3. Laboratory of Cell and Molecular Biology & State Key Laboratory of Molecular Oncology, National Cancer Center/National Clinical Research Center for Cancer/Cancer Hospital, Chinese Academy of Medical Sciences and Peking Union Medical College, Beijing 100021, China.

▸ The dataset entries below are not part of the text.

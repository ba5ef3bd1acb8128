#![forbid(unsafe_code)]

mod linker;
mod report;

use std::fs;
use std::path::{Path, PathBuf};
use std::process::ExitCode;

use clap::{CommandFactory, Parser, Subcommand, ValueEnum};
use miette::Diagnostic;
use thiserror::Error;

use sable_core::{CompileError, EntryPoint, ModuleSource};

#[derive(Debug, Error, Diagnostic)]
#[error("{message}")]
#[diagnostic(code(sable::cli))]
struct CliError {
    message: String,
}

fn cli_err(message: impl Into<String>) -> CliError {
    CliError {
        message: message.into(),
    }
}

#[derive(Parser)]
#[command(
    name = "sable",
    version,
    about = "Compiler for the Sable language",
    arg_required_else_help = true
)]
struct Cli {
    #[command(subcommand)]
    command: Command,
}

#[derive(Subcommand)]
enum Command {
    /// Print version information.
    Version,
    /// Whole-program compilation.
    Compile(CompileArgs),
}

#[derive(clap::Args)]
struct CompileArgs {
    /// Source modules: a path to `M.sb`, or a base path; `M.sbi` next to
    /// the body is picked up as the interface file. The bare word `help`
    /// prints compile usage instead.
    #[arg(required = true)]
    modules: Vec<PathBuf>,

    #[arg(long, value_enum, default_value = "typecheck")]
    target: Target,

    /// Output path: the executable or the generated C file.
    #[arg(long)]
    output: Option<PathBuf>,

    /// Entry function as `Module:Name`, of signature
    /// `(RootCapability) -> RootCapability` or `(RootCapability) -> ExitCode`.
    #[arg(long)]
    entrypoint: Option<String>,

    #[arg(long, value_enum, default_value = "plain")]
    error_format: ErrorFormat,
}

#[derive(Clone, Copy, ValueEnum)]
enum Target {
    /// Stop after semantic analysis.
    Typecheck,
    /// Emit C and assemble it with the host C compiler.
    Executable,
    /// Emit standalone C.
    C,
}

#[derive(Clone, Copy, ValueEnum)]
enum ErrorFormat {
    Plain,
    Json,
}

fn main() -> ExitCode {
    let cli = Cli::parse();
    match cli.command {
        Command::Version => {
            println!("sable {}", env!("CARGO_PKG_VERSION"));
            ExitCode::SUCCESS
        }
        Command::Compile(args) => {
            // `sable compile help` prints compile usage, the way the
            // top-level help subcommand does for the driver itself.
            if args
                .modules
                .first()
                .is_some_and(|m| m.as_path() == Path::new("help"))
            {
                return print_compile_help();
            }
            match run_compile(&args) {
                Ok(()) => ExitCode::SUCCESS,
                Err(Failure::Compile(err)) => {
                    match args.error_format {
                        ErrorFormat::Plain => eprintln!("{}", report::render_plain(&err)),
                        ErrorFormat::Json => eprintln!("{}", report::render_json(&err)),
                    }
                    ExitCode::FAILURE
                }
                Err(Failure::Cli(err)) => {
                    eprintln!("error[CliError]: {err}");
                    ExitCode::from(2)
                }
                Err(Failure::Io(msg)) => {
                    eprintln!("error: {msg}");
                    ExitCode::from(2)
                }
            }
        }
    }
}

fn print_compile_help() -> ExitCode {
    let mut cmd = Cli::command();
    let compile = cmd
        .find_subcommand_mut("compile")
        .expect("compile subcommand is declared");
    if compile.print_help().is_err() {
        return ExitCode::from(2);
    }
    ExitCode::SUCCESS
}

enum Failure {
    Compile(CompileError),
    Cli(CliError),
    Io(String),
}

impl From<CompileError> for Failure {
    fn from(e: CompileError) -> Self {
        Failure::Compile(e)
    }
}

impl From<CliError> for Failure {
    fn from(e: CliError) -> Self {
        Failure::Cli(e)
    }
}

fn run_compile(args: &CompileArgs) -> Result<(), Failure> {
    let sources = load_sources(&args.modules)?;
    let entry = args
        .entrypoint
        .as_deref()
        .map(parse_entrypoint)
        .transpose()?;

    match args.target {
        Target::Typecheck => {
            let checked = sable_core::check_program(&sources)?;
            println!("ok: {} module(s) type checked", checked.modules.len());
            Ok(())
        }
        Target::C => {
            let compiled = sable_core::compile_program(&sources, entry.as_ref())?;
            let artifacts = sable_backend_c::emit_program(&compiled.hir)
                .map_err(|e| Failure::Io(e.to_string()))?;
            let out = args
                .output
                .clone()
                .unwrap_or_else(|| PathBuf::from("out.c"));
            write_artifacts(&out, &artifacts)?;
            println!("wrote {}", out.display());
            Ok(())
        }
        Target::Executable => {
            let entry = entry.ok_or_else(|| {
                cli_err("--entrypoint=Module:Name is required for --target=executable")
            })?;
            let compiled = sable_core::compile_program(&sources, Some(&entry))?;
            let artifacts = sable_backend_c::emit_program(&compiled.hir)
                .map_err(|e| Failure::Io(e.to_string()))?;

            let out_exe = args
                .output
                .clone()
                .unwrap_or_else(|| PathBuf::from("a.out"));
            let build_dir = out_exe
                .parent()
                .filter(|p| !p.as_os_str().is_empty())
                .unwrap_or_else(|| Path::new("."))
                .join(".sable-build");
            fs::create_dir_all(&build_dir)
                .map_err(|e| Failure::Io(format!("create {}: {e}", build_dir.display())))?;
            let module_c = build_dir.join("module.c");
            write_artifacts(&module_c, &artifacts)?;
            linker::compile_c(&module_c, &build_dir, &out_exe)
                .map_err(|e| Failure::Io(e.to_string()))?;
            println!("wrote {}", out_exe.display());
            Ok(())
        }
    }
}

fn write_artifacts(
    module_c: &Path,
    artifacts: &sable_backend_c::CArtifacts,
) -> Result<(), Failure> {
    let dir = module_c
        .parent()
        .filter(|p| !p.as_os_str().is_empty())
        .unwrap_or_else(|| Path::new("."));
    fs::create_dir_all(dir).map_err(|e| Failure::Io(format!("create {}: {e}", dir.display())))?;
    fs::write(module_c, &artifacts.module_c)
        .map_err(|e| Failure::Io(format!("write {}: {e}", module_c.display())))?;
    let runtime = dir.join("sable_runtime.h");
    fs::write(&runtime, &artifacts.runtime_h)
        .map_err(|e| Failure::Io(format!("write {}: {e}", runtime.display())))?;
    Ok(())
}

/// Resolve a module argument to its body (`.sb`) and optional interface
/// (`.sbi`) files.
fn load_sources(modules: &[PathBuf]) -> Result<Vec<ModuleSource>, Failure> {
    let mut out = Vec::new();
    for arg in modules {
        let body_path = if arg.extension().is_some_and(|e| e == "sb") {
            arg.clone()
        } else {
            arg.with_extension("sb")
        };
        let interface_path = body_path.with_extension("sbi");
        let body = fs::read_to_string(&body_path)
            .map_err(|e| Failure::Io(format!("read {}: {e}", body_path.display())))?;
        let interface = if interface_path.exists() {
            Some(fs::read_to_string(&interface_path).map_err(|e| {
                Failure::Io(format!("read {}: {e}", interface_path.display()))
            })?)
        } else {
            None
        };
        out.push(ModuleSource { interface, body });
    }
    Ok(out)
}

/// `Module:Name`
fn parse_entrypoint(text: &str) -> Result<EntryPoint, CliError> {
    let Some((module, name)) = text.split_once(':') else {
        return Err(cli_err(format!(
            "malformed entrypoint '{text}': expected Module:Name"
        )));
    };
    if module.is_empty() || name.is_empty() {
        return Err(cli_err(format!(
            "malformed entrypoint '{text}': expected Module:Name"
        )));
    }
    Ok(EntryPoint {
        module: sable_core::ModuleName::new(module),
        name: name.to_string(),
    })
}
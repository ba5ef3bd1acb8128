use sable_core::{check_source, CompileError};

fn expect_linearity_error(src: &str) -> CompileError {
    let err = check_source(src).expect_err("expected a linearity error");
    assert!(
        matches!(err, CompileError::Linearity(_)),
        "expected LinearityError, got {}: {}",
        err.kind(),
        err.message()
    );
    err
}

#[test]
fn destructuring_a_linear_record_is_accepted() {
    let src = r#"
module body Scenario is
  record R : Linear is
    x : Integer32;
  end;

  function Main(root : RootCapability) : RootCapability is
    let r : R := R(x => 32);
    let { x } := r;
    return root;
  end;
end module body.
"#;
    check_source(src).expect("destructure consumes the record");
}

#[test]
fn forgetting_a_linear_record_is_rejected() {
    let src = r#"
module body Scenario is
  record R : Linear is
    x : Integer32;
  end;

  function Main(root : RootCapability) : RootCapability is
    let r : R := R(x => 32);
    return root;
  end;
end module body.
"#;
    let err = expect_linearity_error(src);
    assert!(err.message().contains("forgotten"), "got: {}", err.message());
}

#[test]
fn consuming_in_both_branches_is_accepted() {
    let src = r#"
module body Scenario is
  record R : Linear is
    x : Integer32;
  end;

  function Main(root : RootCapability) : RootCapability is
    let r : R := R(x => 32);
    if true then
      let { x } := r;
    else
      let { x as y } := r;
    end if;
    return root;
  end;
end module body.
"#;
    check_source(src).expect("both branches consume");
}

#[test]
fn asymmetric_consumption_is_rejected() {
    let src = r#"
module body Scenario is
  record R : Linear is
    x : Integer32;
  end;

  function Main(root : RootCapability) : RootCapability is
    let r : R := R(x => 32);
    if true then
      let { x } := r;
    else
      skip;
    end if;
    return root;
  end;
end module body.
"#;
    let err = expect_linearity_error(src);
    assert!(
        err.message().contains("asymmetric consumption across branches"),
        "got: {}",
        err.message()
    );
}

#[test]
fn consuming_twice_by_call_is_rejected() {
    let src = r#"
module body Scenario is
  record R : Linear is
    x : Integer32;
  end;

  function Consume(r : R) : Unit is
    let { x } := r;
    return nil;
  end;

  function Main(root : RootCapability) : RootCapability is
    let r : R := R(x => 32);
    Consume(r);
    Consume(r);
    return root;
  end;
end module body.
"#;
    let err = expect_linearity_error(src);
    assert!(
        err.message().contains("used after being consumed"),
        "got: {}",
        err.message()
    );
}

#[test]
fn forgetting_a_case_binding_is_rejected() {
    let src = r#"
module body Scenario is
  record R : Linear is
    x : Integer32;
  end;

  union Optional[T : Type] : Type is
    case Some is
      value : T;
    case None;
  end;

  function Main(root : RootCapability) : RootCapability is
    let o : Optional[R] := Some(R(x => 32));
    case o of
      when Some(value) do
        skip;
      when None do
        skip;
    end case;
    return root;
  end;
end module body.
"#;
    let err = expect_linearity_error(src);
    assert!(err.message().contains("forgotten"), "got: {}", err.message());
}

#[test]
fn consuming_the_case_binding_is_accepted() {
    let src = r#"
module body Scenario is
  record R : Linear is
    x : Integer32;
  end;

  union Optional[T : Type] : Type is
    case Some is
      value : T;
    case None;
  end;

  function Main(root : RootCapability) : RootCapability is
    let o : Optional[R] := Some(R(x => 32));
    case o of
      when Some(value) do
        let { x } := value;
      when None do
        skip;
    end case;
    return root;
  end;
end module body.
"#;
    check_source(src).expect("the case binding is consumed");
}

#[test]
fn borrowing_then_consuming_is_accepted() {
    let src = r#"
module body Scenario is
  record R : Linear is
    x : Integer32;
  end;

  function Main(root : RootCapability) : RootCapability is
    let r : R := R(x => 32);
    borrow r as rr in reg do
      let v : Integer32 := rr.x;
      skip;
    end borrow;
    let { x } := r;
    return root;
  end;
end module body.
"#;
    check_source(src).expect("borrow ends before the consume");
}

#[test]
fn consuming_while_borrowed_is_rejected() {
    let src = r#"
module body Scenario is
  record R : Linear is
    x : Integer32;
  end;

  function Consume(r : R) : Unit is
    let { x } := r;
    return nil;
  end;

  function Main(root : RootCapability) : RootCapability is
    let r : R := R(x => 32);
    borrow r as rr in reg do
      Consume(r);
    end borrow;
    return root;
  end;
end module body.
"#;
    let err = expect_linearity_error(src);
    assert!(err.message().contains("borrowed"), "got: {}", err.message());
}

#[test]
fn consuming_an_outer_linear_value_in_a_while_loop_is_rejected() {
    let src = r#"
module body Scenario is
  record R : Linear is
    x : Integer32;
  end;

  function Main(root : RootCapability) : RootCapability is
    let r : R := R(x => 32);
    while false do
      let { x } := r;
    end while;
    return root;
  end;
end module body.
"#;
    let err = expect_linearity_error(src);
    assert!(err.message().contains("loop"), "got: {}", err.message());
}

#[test]
fn discarding_a_linear_value_is_a_type_error() {
    let src = r#"
module body Scenario is
  record R : Linear is
    x : Integer32;
  end;

  function Main(root : RootCapability) : RootCapability is
    discard R(x => 32);
    return root;
  end;
end module body.
"#;
    let err = check_source(src).expect_err("cannot discard a linear value");
    assert!(
        matches!(err, CompileError::Type(_)),
        "expected TypeError, got {}",
        err.kind()
    );
    assert!(err.message().contains("discard"), "got: {}", err.message());
}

- Publication Type:Journal Article
- Keywords:
Drug resistance;
Hepatocellular neoplasms;
IGF1R/Mek/Erk signal path;
Lenvatinib;
Regorafenib
- MeSH:
Animals;
Mice;
Apoptosis;
Carcinoma, Hepatocellular/pathology*;
Cell Line, Tumor;
Cell Proliferation;
Liver Neoplasms/pathology*;
Signal Transduction;
Humans
- From:
Chinese Journal of Oncology
2023;45(6):490-498
- CountryChina
- Language:Chinese
-
Abstract:
Objective: To investigate the therapeutic effect and mechanism of lenvatinib on regorafenib-resistant hepatocellular carcinoma cells. Methods: CCK-8 and clone formation assay were used to observe the inhibitory effect of lenvatinib on the growth of hepatocellular carcinoma cells. Flow cytometry was used to detect the apoptosis of regorafenib-resistant hepatocellular carcinoma cells treated with lenvatinib. The expression levels of related proteins were detected by western blot and immunohistochemical staining. The inhibitory effect of lenvatinib on the tumor formation ability of regorafenib-resistant hepatocellular carcinoma cells in vivo was observed by subcutaneous tumor formation experiment in mice. Results: CCK-8 and clone formation assay showed that lenvatinib could inhibit the proliferation of regorafenib-resistant hepatocellular carcinoma cells. The number of clones of HepG2, SMMC7721 and regorafenib-resistant HepG2, SMMC7721 cells in lenvatinib group (120.67±11.06, 53.00±11.14, 55.00±9.54, 78.67±14.64) were all lower than those in control group (478.00±24.52, 566.00±27.87, 333.67±7.02, 210.00±12.77, all P<0.05). Flow cytometry showed that lenvatinib could promote apoptosis of regorafenib-resistant hepatocellular carcinoma cells, the apoptosis rates of HepG2, SMMC7721 and regorafenib-resistant HepG2, SMMC7721 cells in lenvatinib group [(12.30±0.70)%, (9.83±0.38)%, (15.90±1.32)%, (10.60±0.00)%] were all higher than those in control group [(7.50±0.87)%, (5.00±1.21)%, (8.10±1.61)%, (7.05±0.78)%, all P<0.05]. The apoptosis-related protein levels suggested that apoptosis was increased in the treatment of lenvatinib. The animal study showed that lenvatinib can inhibit the growth of regorafenib-resistant cells in vivo. Immunohistochemistry and western blot results showed that lenvatinib could down-regulate the abnormally activated IGF1R/Mek/Erk signaling pathway in regorafenib-resistant cells. Conclusion: Lenvatinib can reverse regorafenib resistance in hepatocellular carcinoma, possibly by down-regulating IGF1R/Mek/Erk signaling pathway.